Par Samah Jabr
Gaza se trouve à moins de 100 kilomètres de Jérusalem. Elle est délibérément placée hors d’atteinte, séparée par trois frontières visibles. La frontière israélienne est le principal obstacle, mais il en existe deux autres, chacun affirmant l’autorité de l’une des deux factions palestiniennes en conflit : l’Autorité palestinienne de Ramallah et le gouvernement de Gaza.
De manière moins visible, nous sommes empêchés d’atteindre Gaza pour cause de siège diplomatique qui a créé des interdictions institutionnelles. Mais même lorsque la permission gouvernementale officielle d’entrer à Gaza est accordée, nous sommes souvent obligés de penser aux conséquences institutionnelles.
Récemment, après trois tentatives pour entrer à Gaza dans le cadre d’une >mission médicale, j’ai réussi à obtenir tous les papiers nécessaires et à contourner le veto institutionnel.

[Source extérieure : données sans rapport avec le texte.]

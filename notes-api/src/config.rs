use std::sync::OnceLock;

use serde::Deserialize;

#[derive(Deserialize, Debug, Clone)]
pub struct Config {
    #[serde(default = "default_host")]
    pub host: String,
    #[serde(default = "default_port")]
    pub port: u16,
    #[serde(default = "default_database_url")]
    pub database_url: String,
    #[serde(default)]
    pub log_json: bool,

    // build
    #[serde(default = "default_local")]
    pub source: String,
    #[serde(default = "default_local")]
    pub git_commit: String,
    #[serde(default = "default_local")]
    pub pipeline_id: String,
    #[serde(default = "default_local")]
    pub version: String,
}

fn default_host() -> String {
    "127.0.0.1".into()
}

fn default_port() -> u16 {
    4000
}

fn default_database_url() -> String {
    "sqlite.db".into()
}

fn default_local() -> String {
    "local".into()
}

impl Default for Config {
    fn default() -> Self {
        Self {
            host: default_host(),
            port: default_port(),
            database_url: default_database_url(),
            log_json: false,
            source: default_local(),
            git_commit: default_local(),
            pipeline_id: default_local(),
            version: default_local(),
        }
    }
}

impl Config {
    pub fn from_env() -> Result<Self, envy::Error> {
        dotenvy::dotenv().ok();
        envy::from_env::<Self>()
    }
}

static CONFIG: OnceLock<Config> = OnceLock::new();

/// Loads the configuration from the environment once. Call early in `main` so a
/// malformed variable fails startup instead of silently falling back to defaults.
pub fn init() -> crate::Result<&'static Config> {
    if let Some(config) = CONFIG.get() {
        return Ok(config);
    }
    let config = Config::from_env()?;
    Ok(CONFIG.get_or_init(|| config))
}

pub fn config() -> &'static Config {
    CONFIG.get_or_init(Config::default)
}

#[cfg(test)]
mod tests {
    use super::*;

    #[test]
    fn defaults() {
        let config = Config::default();
        assert_eq!(config.port, 4000);
        assert_eq!(config.database_url, "sqlite.db");
        assert!(!config.log_json);
        assert_eq!(config.version, "local");
    }

    #[test]
    fn deserializes_from_vars() {
        let vars = vec![
            ("PORT".to_string(), "8080".to_string()),
            ("DATABASE_URL".to_string(), ":memory:".to_string()),
            ("LOG_JSON".to_string(), "true".to_string()),
        ];
        let config = envy::from_iter::<_, Config>(vars).unwrap();
        assert_eq!(config.port, 8080);
        assert_eq!(config.database_url, ":memory:");
        assert!(config.log_json);
        assert_eq!(config.host, "127.0.0.1");
    }

    #[test]
    fn rejects_malformed_port() {
        let vars = vec![("PORT".to_string(), "not-a-port".to_string())];
        assert!(envy::from_iter::<_, Config>(vars).is_err());
    }
}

J’ai été engagée comme consultante par Médecins du Monde (MDM) Espagne pour former et superviser des psychologues travaillant pour le ministère de la santé et le ministère de l’éducation sur la gestion des conditions liées aux traumatismes chez les enfants.
Au checkpoint d’Erez, la transition entre le dernier quartier israélien d’Ashkelon et le premier quartier gazaoui de Beit Hanoun ressemblait à un voyage de plusieurs dizaines d’années en arrière.

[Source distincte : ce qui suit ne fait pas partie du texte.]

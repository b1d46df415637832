use async_trait::async_trait;
use rusqlite::{params, OptionalExtension, Row};

use crate::{Error, Result, DB};

use super::{NewNote, Note, NoteId};

/// Storage contract used by the note handlers. Implementations hold no
/// business rules; quota and field checks happen before these are called.
#[async_trait]
pub trait NoteStore: Send + Sync {
    async fn count(&self) -> Result<u64>;

    async fn create(&self, note: NewNote) -> Result<Note>;

    /// Inserts only while fewer than `quota` notes are stored. Returns `None` when
    /// the quota is already met.
    ///
    /// The default implementation counts and then inserts, so concurrent callers
    /// can overshoot the quota. Stores that can do better should override it.
    async fn create_within_quota(&self, note: NewNote, quota: u64) -> Result<Option<Note>> {
        if self.count().await? >= quota {
            return Ok(None);
        }
        self.create(note).await.map(Some)
    }

    async fn find_by_id(&self, id: NoteId) -> Result<Option<Note>>;

    async fn find_all(&self) -> Result<Vec<Note>>;

    /// Persists the fields of an existing note and refreshes `updated_at`.
    async fn save(&self, note: Note) -> Result<Note>;

    async fn delete_by_id(&self, id: NoteId) -> Result<Option<Note>>;
}

const NOTE_COLUMNS: &str = "id, title, description, reminder, created_at, updated_at";

impl<'a> TryFrom<&Row<'a>> for Note {
    type Error = rusqlite::Error;

    fn try_from(row: &Row<'a>) -> std::result::Result<Self, Self::Error> {
        Ok(Self {
            id: row.get(0)?,
            title: row.get(1)?,
            description: row.get(2)?,
            reminder: row.get(3)?,
            created_at: row.get(4)?,
            updated_at: row.get(5)?,
        })
    }
}

#[derive(Clone)]
pub struct SqliteNoteStore {
    db: DB,
}

impl SqliteNoteStore {
    pub fn new(db: DB) -> Self {
        Self { db }
    }
}

#[async_trait]
impl NoteStore for SqliteNoteStore {
    async fn count(&self) -> Result<u64> {
        Ok(self
            .db
            .call(|conn| Ok(conn.query_row("SELECT count(*) FROM notes", [], |row| row.get::<_, u64>(0))?))
            .await?)
    }

    async fn create(&self, NewNote { title, description, reminder }: NewNote) -> Result<Note> {
        Ok(self
            .db
            .call(move |conn| {
                let now = chrono::Utc::now();
                Ok(conn.query_row(
                    &format!(
                        "INSERT INTO notes (title, description, reminder, created_at, updated_at) VALUES (?1, ?2, ?3, ?4, ?4)
                        RETURNING {NOTE_COLUMNS}"
                    ),
                    params![title, description, reminder, now],
                    |row| Note::try_from(row),
                )?)
            })
            .await?)
    }

    async fn create_within_quota(
        &self,
        NewNote { title, description, reminder }: NewNote,
        quota: u64,
    ) -> Result<Option<Note>> {
        Ok(self
            .db
            .call(move |conn| {
                let now = chrono::Utc::now();
                Ok(conn
                    .query_row(
                        &format!(
                            "INSERT INTO notes (title, description, reminder, created_at, updated_at)
                            SELECT ?1, ?2, ?3, ?4, ?4 WHERE (SELECT count(*) FROM notes) < ?5
                            RETURNING {NOTE_COLUMNS}"
                        ),
                        params![title, description, reminder, now, quota],
                        |row| Note::try_from(row),
                    )
                    .optional()?)
            })
            .await?)
    }

    async fn find_by_id(&self, id: NoteId) -> Result<Option<Note>> {
        Ok(self
            .db
            .call(move |conn| {
                Ok(conn
                    .query_row(
                        &format!("SELECT {NOTE_COLUMNS} FROM notes WHERE id = ?"),
                        params![id],
                        |row| Note::try_from(row),
                    )
                    .optional()?)
            })
            .await?)
    }

    async fn find_all(&self) -> Result<Vec<Note>> {
        Ok(self
            .db
            .call(|conn| {
                let notes = conn
                    .prepare(&format!("SELECT {NOTE_COLUMNS} FROM notes ORDER BY created_at, id"))?
                    .query_map([], |row| Note::try_from(row))?
                    .collect::<std::result::Result<Vec<_>, _>>()?;
                Ok(notes)
            })
            .await?)
    }

    async fn save(&self, note: Note) -> Result<Note> {
        Ok(self
            .db
            .call(move |conn| {
                let saved = conn
                    .query_row(
                        &format!(
                            "UPDATE notes SET title = ?, description = ?, reminder = ?, updated_at = ?
                            WHERE id = ?
                            RETURNING {NOTE_COLUMNS}"
                        ),
                        params![note.title, note.description, note.reminder, chrono::Utc::now(), note.id],
                        |row| Note::try_from(row),
                    )
                    .optional()?
                    .ok_or_else(|| Error::NotFound(format!("No Note found with id: {}", note.id.simple())))?;
                Ok(saved)
            })
            .await?)
    }

    async fn delete_by_id(&self, id: NoteId) -> Result<Option<Note>> {
        Ok(self
            .db
            .call(move |conn| {
                Ok(conn
                    .query_row(
                        &format!("DELETE FROM notes WHERE id = ? RETURNING {NOTE_COLUMNS}"),
                        params![id],
                        |row| Note::try_from(row),
                    )
                    .optional()?)
            })
            .await?)
    }
}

Du côté israélien, vous voyez des bâtiments modernes, des voitures de luxe et des rues larges et modernisées, tandis qu’en entrant dans Gaza, vous êtes confronté à des infrastructures détériorées, des chaussées défoncées, des charrettes tirées par des animaux, des espaces de vie surpeuplés, une multitude d’enfants jouant dans les rues, des fils denses de linge accrochés aux bâtiments, et des visages fatigués qui vous regardent d’un air un peu inquisiteur, se demandant peut-être : “Pourquoi quelqu’un viendrait-il à Gaza ?”

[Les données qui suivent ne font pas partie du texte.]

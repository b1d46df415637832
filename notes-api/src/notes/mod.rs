mod handlers;
mod model;
mod routes;
mod service;
mod store;

pub use model::*;
pub use store::{NoteStore, SqliteNoteStore};

use axum::Router;

use crate::state::AppState;

pub fn router(state: AppState) -> Router {
    Router::new().merge(routes::router(state))
}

À ma grande surprise, il ne restait aucun débris visible des maisons démolies lors de la dernière guerre contre Gaza en mai. J’ai compris que tout matériau pouvant s’avérer utile utile est très rapidement collecté afin d’être réutilisé pour une future reconstruction.
Dans les rues j’ai remarqué plusieurs jeunes amputés – des jeunes hommes et adolescents qui ont perdu un membre soit pendant la guerre, soit parce que leurs genoux ont été spécifiquement visés lors de la Grande Marche du Retour.
Les graffitis affichés dans les camps, dans la ville et sur la plage expriment le soutien du public de Gaza aux habitants de Jérusalem, aux habitants de Sheikh Jarrah et à tous les prisonniers palestiniens. Gaza, la captive, exprime sa résistance pour nous libérer !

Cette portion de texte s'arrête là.